[Spark Streaming] [DISCUSS] Clear metadata method and Generate Batches using same Event Loop

classic Classic list List threaded Threaded
1 message Options
Reply | Threaded
Open this post in threaded view

[Spark Streaming] [DISCUSS] Clear metadata method and Generate Batches using same Event Loop

Karthikeyan Ravi

Our system observed this behaviour of Batches getting delayed for generation in spark streaming and thereby creating a very big batch and followed by few zero record batches. I read the code and added logs to confirm this root cause details below

1. GenerateBatch(Recurring Timer) and ClearMetadata(Event after completion of a batch) are being added to same event loop - https://github.com/apache/spark/blob/master/streaming/src/main/scala/org/apache/spark/streaming/scheduler/JobGenerator.scala#L62
2. In our case we are running concurrentJobs(which is more than 1) - so the clearMetadata takes longer time because it is trying to clear all the batches before (current batch - rememberDuration) - which is again a problem here - in case of teams using concurrentJobs > 1 should we clear all previous batches? some batches might be still executing because of some dependency delays or other issues. 
3. Because of #2, GenerateBatch event is delayed since eventLoop has a BlockingQueue which tries to complete clearMetadata first. And the generateBatch when it comes in to execute - pulls all remaining which has not been pulled before for a long time and other consecutive generate batches are pulling zero records. 
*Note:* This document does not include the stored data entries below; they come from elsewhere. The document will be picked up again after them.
//! Source-level errors with location information for `miette` rendering.

use miette::{Diagnostic, NamedSource, SourceSpan};
use thiserror::Error;

#[derive(Debug, Error, Diagnostic)]
pub enum SyntaxError {
    /// The file is not valid Rust.
    #[error("failed to parse {name}: {message}")]
    #[diagnostic(code(buildergen::syntax::parse))]
    Parse {
        name: String,
        message: String,
        #[source_code]
        src: NamedSource<String>,
        #[label("{message}")]
        span: SourceSpan,
    },

    /// A `#[builder_gen]` attribute could not be understood.
    #[error("invalid builder_gen attribute in {name}: {message}")]
    #[diagnostic(
        code(buildergen::syntax::attribute),
        help("supported: #[builder_gen(ignore, new_call(..), embedded_ignore_method(..))] and #[builder_gen(embed)] on fields")
    )]
    Attribute {
        name: String,
        message: String,
        #[source_code]
        src: NamedSource<String>,
        #[label("here")]
        span: SourceSpan,
    },
}

impl SyntaxError {
    pub fn parse(name: &str, source: &str, err: &syn::Error) -> Self {
        SyntaxError::Parse {
            name: name.to_string(),
            message: err.to_string(),
            src: NamedSource::new(name, source.to_string()),
            span: span_of(source, err.span()),
        }
    }

    pub fn attribute(name: &str, source: &str, err: &syn::Error) -> Self {
        SyntaxError::Attribute {
            name: name.to_string(),
            message: err.to_string(),
            src: NamedSource::new(name, source.to_string()),
            span: span_of(source, err.span()),
        }
    }
}

/// Byte range of a span inside `source`.
fn span_of(source: &str, span: proc_macro2::Span) -> SourceSpan {
    let start = byte_offset(source, span.start());
    let end = byte_offset(source, span.end()).max(start);
    (start, end - start).into()
}

/// Convert a 1-based line / 0-based char column into a byte offset, clamped to the source length.
pub fn byte_offset(source: &str, at: proc_macro2::LineColumn) -> usize {
    let mut offset = 0;
    for (idx, line) in source.split_inclusive('\n').enumerate() {
        if idx + 1 == at.line {
            let column: usize = line.chars().take(at.column).map(char::len_utf8).sum();
            return offset + column;
        }
        offset += line.len();
    }
    source.len()
}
1. Is there a way we could use different eventloops for generate batch and clear metadata? is this a feasible option? 
2. Should we just clear the metadata only for the batch that completes? and not assume all the before batches of (batch time - rememberDuration) would have been complete. ?  https://github.com/apache/spark/blob/master/streaming/src/main/scala/org/apache/spark/streaming/dstream/DStream.scala#L452 

Change the code from generatedRDDs.filter(_._1 <= (time - rememberDuration)) to this generatedRDDs.filter(_._1 == (time))

I would like to pick up fixing these issues if anyone could validate the problems and proposals.

Karthikeyan R.